Economics is about the satisfaction of human wants. Wants can be satisfied by the consumption of goods and
services. The satisfaction derived from the consumption of goods and services is called utility.

Goods can be classified into free goods and economic goods. Free goods are those goods which are provided
at zero prices. They are available for consumption without human effort, example; air, sunlight. On the other
hand, economic goods are produced by man using available resources. It involves an opportunity cost and a
price, example; car desks etc…

Human wants are unlimited and resources available to satisfy these wants are limited in supply. Therefore
the problem of scarcity arises. Scarcity means inefficiency of resources to satisfy all human wants. Therefore
we have to make a choice between the alternative resources. Making choices between alternative resources
involve sacrificing something to obtain the best alternative. So, the next best alternative forgone when
making choice is called opportunity cost. Therefore to allocate these available resources in the best way, all
the economies need to answer three basic questions. They are;

 How to produce
 What to produce
 For whom to produce

POSITIVE AND NORMATIVE ECONOMICS:

Positive statements: are statements about economics that can be proven to be true or false by using evidence.

Example: Inflation rate in Maldives in January 2019 is CPI 5 %

Normative statements: these are value judgments. It cannot be proved or disproved using facts.

It usually includes the words like “should”, “fair”, “unfair”.

Example: inflation rate in Maldives should be reduced.

SCARCITY:

It means that economic agents such as individuals, firms, governments and international agencies, can only
obtain a limited amount of resources at any moment in time.

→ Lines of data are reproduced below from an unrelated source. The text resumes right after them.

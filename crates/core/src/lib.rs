pub mod domain;
pub mod planner;
pub mod render;
pub mod state;

pub mod config {
    use anyhow::Context;
    use std::time::Duration;

    #[derive(Debug, Clone, Default)]
    pub struct Settings {
        pub planner_base_url: Option<String>,
        pub planner_timeout_secs: Option<u64>,
        pub sentry_dsn: Option<String>,
        pub plan_fixture_path: Option<String>,
        pub port: Option<u16>,
    }

    impl Settings {
        pub fn from_env() -> anyhow::Result<Self> {
            Ok(Self {
                planner_base_url: non_empty_var("PLANNER_BASE_URL"),
                planner_timeout_secs: parsed_var("PLANNER_TIMEOUT_SECS")?,
                sentry_dsn: non_empty_var("SENTRY_DSN"),
                plan_fixture_path: non_empty_var("PLAN_FIXTURE_PATH"),
                port: parsed_var("PORT")?,
            })
        }

        /// `None` leaves requests unbounded.
        pub fn planner_timeout(&self) -> Option<Duration> {
            self.planner_timeout_secs
                .filter(|secs| *secs > 0)
                .map(Duration::from_secs)
        }
    }

    fn non_empty_var(key: &str) -> Option<String> {
        std::env::var(key).ok().filter(|s| !s.trim().is_empty())
    }

    fn parsed_var<T>(key: &str) -> anyhow::Result<Option<T>>
    where
        T: std::str::FromStr,
        T::Err: std::error::Error + Send + Sync + 'static,
    {
        non_empty_var(key)
            .map(|s| s.trim().parse::<T>())
            .transpose()
            .with_context(|| format!("{key} is not valid"))
    }
}
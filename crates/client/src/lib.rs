pub mod images;
pub mod session;
use clap::Parser;
use indicatif::{ProgressBar, ProgressStyle};
use std::io::{IsTerminal, Write};
use std::process::ExitCode;
use std::time::Duration;
use tokio::io::{AsyncBufReadExt, BufReader};
use tracing_subscriber::EnvFilter;
use tracing_subscriber::{layer::SubscriberExt, util::SubscriberInitExt};
use tripwise_client::images::ImageProbe;
use tripwise_client::session::{parse_command, Command, Session, HELP};
use tripwise_core::planner::http::HttpPlanningClient;
use tripwise_core::render::text::TextStyle;
use tripwise_core::render::Tab;

const LOADING_MESSAGE: &str = "Generating Your Travel Plan...";

#[derive(Debug, Parser)]
#[command(name = "tripwise", about = "Plan a trip from a free-text description")]
struct Args {
    /// Trip description. Runs once and exits instead of starting a session.
    #[arg(long)]
    input: Option<String>,

    /// Results tab to show first.
    #[arg(long)]
    tab: Option<Tab>,

    /// Planning service base URL. Overrides PLANNER_BASE_URL.
    #[arg(long)]
    base_url: Option<String>,

    /// Disable ANSI colours.
    #[arg(long)]
    no_color: bool,

    /// Probe image links after a plan loads.
    #[arg(long)]
    check_images: bool,
}

#[tokio::main(flavor = "current_thread")]
async fn main() -> anyhow::Result<ExitCode> {
    dotenvy::dotenv().ok();

    let args = Args::parse();

    let mut settings = tripwise_core::config::Settings::from_env()?;
    if let Some(base_url) = args.base_url.clone() {
        settings.planner_base_url = Some(base_url);
    }
    let _sentry_guard = init_sentry(&settings);

    tracing_subscriber::registry()
        .with(EnvFilter::try_from_default_env().unwrap_or_else(|_| EnvFilter::new("warn")))
        .with(tracing_subscriber::fmt::layer().with_writer(std::io::stderr))
        .with(sentry_tracing::layer())
        .init();

    let color = !args.no_color
        && std::env::var_os("NO_COLOR").is_none()
        && std::io::stdout().is_terminal();
    let style = TextStyle {
        color,
        ..TextStyle::default()
    };

    let client = HttpPlanningClient::from_settings(&settings)?;
    tracing::debug!(url = %client.url(), "planner endpoint");
    let mut session = Session::new(client, style);
    let probe = if args.check_images {
        Some(ImageProbe::new()?)
    } else {
        None
    };

    match args.input.as_deref() {
        Some(input) => run_once(&mut session, input, args.tab, probe.as_ref()).await,
        None => {
            interactive(&mut session, args.tab, probe.as_ref()).await?;
            Ok(ExitCode::SUCCESS)
        }
    }
}

async fn run_once(
    session: &mut Session<HttpPlanningClient>,
    input: &str,
    tab: Option<Tab>,
    probe: Option<&ImageProbe>,
) -> anyhow::Result<ExitCode> {
    generate(session, input, tab, probe).await?;
    print!("{}", session.render_text());

    if session.state().error().is_some() {
        return Ok(ExitCode::FAILURE);
    }
    Ok(ExitCode::SUCCESS)
}

async fn interactive(
    session: &mut Session<HttpPlanningClient>,
    first_tab: Option<Tab>,
    probe: Option<&ImageProbe>,
) -> anyhow::Result<()> {
    print!("{}", session.render_text());
    println!("{HELP}");

    let mut lines = BufReader::new(tokio::io::stdin()).lines();
    loop {
        print!("> ");
        std::io::stdout().flush()?;

        let Some(line) = lines.next_line().await? else {
            break;
        };
        let command = match parse_command(&line) {
            Ok(Some(command)) => command,
            Ok(None) => continue,
            Err(e) => {
                eprintln!("{e}");
                continue;
            }
        };

        match command {
            Command::Submit(text) => {
                if !session.accepts_description() {
                    eprintln!("A plan is already shown. Use :reset to plan another trip.");
                    continue;
                }
                if let Err(e) = generate(session, &text, first_tab, probe).await {
                    eprintln!("{e}");
                    continue;
                }
            }
            Command::Tab(tab) => {
                if !session.select_tab(tab) {
                    eprintln!("No plan loaded yet.");
                    continue;
                }
            }
            Command::Reset => {
                if let Err(e) = session.reset() {
                    eprintln!("{e}");
                    continue;
                }
            }
            Command::Images => match probe {
                Some(probe) => {
                    session.check_images(probe).await;
                }
                None => {
                    let probe = ImageProbe::new()?;
                    session.check_images(&probe).await;
                }
            },
            Command::Help => {
                println!("{HELP}");
                continue;
            }
            Command::Quit => break,
        }
        print!("{}", session.render_text());
    }
    Ok(())
}

/// Submits `input` with a spinner running until the planner answers.
async fn generate(
    session: &mut Session<HttpPlanningClient>,
    input: &str,
    tab: Option<Tab>,
    probe: Option<&ImageProbe>,
) -> anyhow::Result<()> {
    let ticket = session.begin(input)?;

    let spinner = loading_spinner();
    let settled = session.settle(&ticket).await;
    spinner.finish_and_clear();
    settled?;

    if let Some(tab) = tab {
        session.select_tab(tab);
    }
    if let Some(probe) = probe {
        session.check_images(probe).await;
    }
    Ok(())
}

fn loading_spinner() -> ProgressBar {
    let spinner = ProgressBar::new_spinner();
    let style = ProgressStyle::default_spinner()
        .tick_strings(&["⠋", "⠙", "⠹", "⠸", "⠼", "⠴", "⠦", "⠧", "⠇", "⠏"])
        .template("{spinner} {msg}");
    if let Ok(style) = style {
        spinner.set_style(style);
    }
    spinner.set_message(LOADING_MESSAGE);
    spinner.enable_steady_tick(Duration::from_millis(80));
    spinner
}

fn init_sentry(settings: &tripwise_core::config::Settings) -> Option<sentry::ClientInitGuard> {
    let dsn = settings.sentry_dsn.as_deref()?;
    Some(sentry::init((
        dsn,
        sentry::ClientOptions {
            release: sentry::release_name!(),
            ..Default::default()
        },
    )))
}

FREE GOODS AND ECONOMIC GOODS:

 Free goods are those goods which are not scarce. These are goods that are unlimited in supply and
therefore have no opportunity cost. Example: air, river water.
 Economic goods are those goods that are scarce because their use has an opportunity cost. Example:
mineral water, oil.

NEEDS AND WANTS:

Needs: the minimum that is necessary for a person to survive as a human being. These are basic necessities in
life. Example: food, shelter, water.

Wants: desires for the consumption of goods and services. They are unlimited. Example: laptop, wifi.